[Work to be completed]
Should a line below contain the word "LineSlot", report it.

[Input for this task]
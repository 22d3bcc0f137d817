//! A single client connection.
//!
//! Reading happens on a background task that keeps only the most recent
//! complete line; writes are awaited in place by whoever calls
//! [`Connection::send`]. The connection is shared through `Arc` between the
//! registry, its read task, and any transfer it is a target of.

use bytes::BytesMut;
use std::fmt;
use std::io;
use std::net::SocketAddr;
use std::sync::atomic::{AtomicBool, Ordering};
use std::sync::{Arc, Mutex, PoisonError};
use tokio::io::{AsyncRead, AsyncReadExt, AsyncWrite, AsyncWriteExt};
use tokio::net::TcpStream;
use tokio::sync::Notify;
use tokio::task::JoinHandle;
use tracing::{debug, trace, warn};

/// Initial read buffer capacity.
const READ_BUFFER_SIZE: usize = 4 * 1024;

/// Longest partial line held before the stream is considered malformed.
const MAX_LINE_LENGTH: usize = 64 * 1024;

const DELIMITER: u8 = b'\n';

type BoxedWriter = Box<dyn AsyncWrite + Send + Unpin>;

/// Per-connection behavior switches.
#[derive(Debug, Clone, Copy, Default)]
pub struct ConnectionOptions {
    /// Mark the connection closed when a write fails.
    pub close_on_write_error: bool,
}

/// Single-slot mailbox between the read task and the scheduler.
///
/// A newer line replaces an unread older one.
#[derive(Debug, Default)]
pub struct LineSlot {
    line: Mutex<Option<String>>,
}

impl LineSlot {
    /// Store `line`, replacing any unread one.
    pub fn put(&self, line: String) {
        *self.line.lock().unwrap_or_else(PoisonError::into_inner) = Some(line);
    }

    /// Take the pending line, leaving the slot empty.
    pub fn take(&self) -> Option<String> {
        self.line
            .lock()
            .unwrap_or_else(PoisonError::into_inner)
            .take()
    }
}

/// Why a read loop stopped.
#[derive(Debug)]
enum ReadEnd {
    Eof,
    Cancelled,
    Error(io::Error),
}

/// A client socket shared between its read task and the scheduler.
pub struct Connection {
    peer: SocketAddr,
    last_line: LineSlot,
    writer: tokio::sync::Mutex<Option<BoxedWriter>>,
    open: AtomicBool,
    closed: Notify,
    options: ConnectionOptions,
}

impl Connection {
    /// Create an open connection around a write half.
    ///
    /// Nothing is read until [`Connection::start_reading`] is called.
    pub fn new(
        peer: SocketAddr,
        writer: impl AsyncWrite + Send + Unpin + 'static,
        options: ConnectionOptions,
    ) -> Arc<Self> {
        Arc::new(Self {
            peer,
            last_line: LineSlot::default(),
            writer: tokio::sync::Mutex::new(Some(Box::new(writer))),
            open: AtomicBool::new(true),
            closed: Notify::new(),
            options,
        })
    }

    /// Wrap an accepted socket and start reading from it.
    pub fn spawn(stream: TcpStream, peer: SocketAddr, options: ConnectionOptions) -> Arc<Self> {
        let (reader, writer) = stream.into_split();
        let conn = Self::new(peer, writer, options);
        conn.start_reading(reader);
        conn
    }

    /// Run the read loop on its own task.
    pub fn start_reading<R>(self: &Arc<Self>, reader: R) -> JoinHandle<()>
    where
        R: AsyncRead + Send + Unpin + 'static,
    {
        let conn = Arc::clone(self);
        tokio::spawn(async move { conn.read_loop(reader).await })
    }

    /// Read delimiter-terminated lines until EOF, error, or [`Connection::close`].
    ///
    /// Every complete line overwrites the mailbox; a trailing partial line is
    /// only ever held in the local buffer. Any exit is terminal: the
    /// connection is marked closed and its write half shut down.
    pub async fn read_loop<R: AsyncRead + Unpin>(&self, mut reader: R) {
        let mut buffer = BytesMut::with_capacity(READ_BUFFER_SIZE);
        // bytes before this offset are known to hold no delimiter
        let mut scanned = 0;

        let end = loop {
            while let Some(pos) = buffer[scanned..].iter().position(|&b| b == DELIMITER) {
                let line = buffer.split_to(scanned + pos + 1);
                scanned = 0;
                let line = String::from_utf8_lossy(&line).into_owned();
                debug!(peer = %self.peer, line = line.trim_end(), "Received");
                self.last_line.put(line);
            }
            scanned = buffer.len();

            if buffer.len() > MAX_LINE_LENGTH {
                break ReadEnd::Error(io::Error::new(
                    io::ErrorKind::InvalidData,
                    "line exceeds maximum length",
                ));
            }

            if !self.is_open() {
                break ReadEnd::Cancelled;
            }

            let result = tokio::select! {
                result = reader.read_buf(&mut buffer) => result,
                _ = self.closed.notified() => break ReadEnd::Cancelled,
            };

            match result {
                Ok(0) => break ReadEnd::Eof,
                Ok(n) => trace!(peer = %self.peer, bytes = n, "Read"),
                Err(e) => break ReadEnd::Error(e),
            }
        };

        match end {
            ReadEnd::Eof => debug!(peer = %self.peer, "Connection closed by peer"),
            ReadEnd::Cancelled => debug!(peer = %self.peer, "Read loop cancelled"),
            ReadEnd::Error(e) => warn!(peer = %self.peer, error = %e, "Error reading from socket"),
        }

        self.shutdown().await;
    }

    /// Return the latest complete line, at most once.
    pub fn consume_line(&self) -> Option<String> {
        self.last_line.take()
    }

    /// Write all of `bytes`, returning how many were written.
    ///
    /// Returns 0 without writing when the connection is closed, and 0 after
    /// logging when the write fails. A failed write only closes the
    /// connection when `close_on_write_error` is set.
    pub async fn send(&self, bytes: &[u8]) -> usize {
        if !self.is_open() {
            return 0;
        }

        let mut writer = self.writer.lock().await;
        let Some(stream) = writer.as_mut() else {
            return 0;
        };

        let result = async {
            stream.write_all(bytes).await?;
            stream.flush().await
        }
        .await;

        match result {
            Ok(()) => bytes.len(),
            Err(e) => {
                warn!(peer = %self.peer, error = %e, "Error writing to socket");
                if self.options.close_on_write_error {
                    self.open.store(false, Ordering::SeqCst);
                    writer.take();
                    self.closed.notify_one();
                }
                0
            }
        }
    }

    /// Ask the read loop to stop; the connection reports closed immediately.
    pub fn close(&self) {
        self.open.store(false, Ordering::SeqCst);
        self.closed.notify_one();
    }

    pub fn is_open(&self) -> bool {
        self.open.load(Ordering::SeqCst)
    }

    pub fn peer(&self) -> SocketAddr {
        self.peer
    }

    async fn shutdown(&self) {
        self.open.store(false, Ordering::SeqCst);
        if let Some(mut writer) = self.writer.lock().await.take() {
            if let Err(e) = writer.shutdown().await {
                trace!(peer = %self.peer, error = %e, "Shutdown after close");
            }
        }
    }
}

impl fmt::Debug for Connection {
    fn fmt(&self, f: &mut fmt::Formatter<'_>) -> fmt::Result {
        f.debug_struct("Connection")
            .field("peer", &self.peer)
            .field("open", &self.is_open())
            .finish()
    }
}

[Exercise answer]
pub struct LineSlot {
impl LineSlot {
    last_line: LineSlot,
            last_line: LineSlot::default(),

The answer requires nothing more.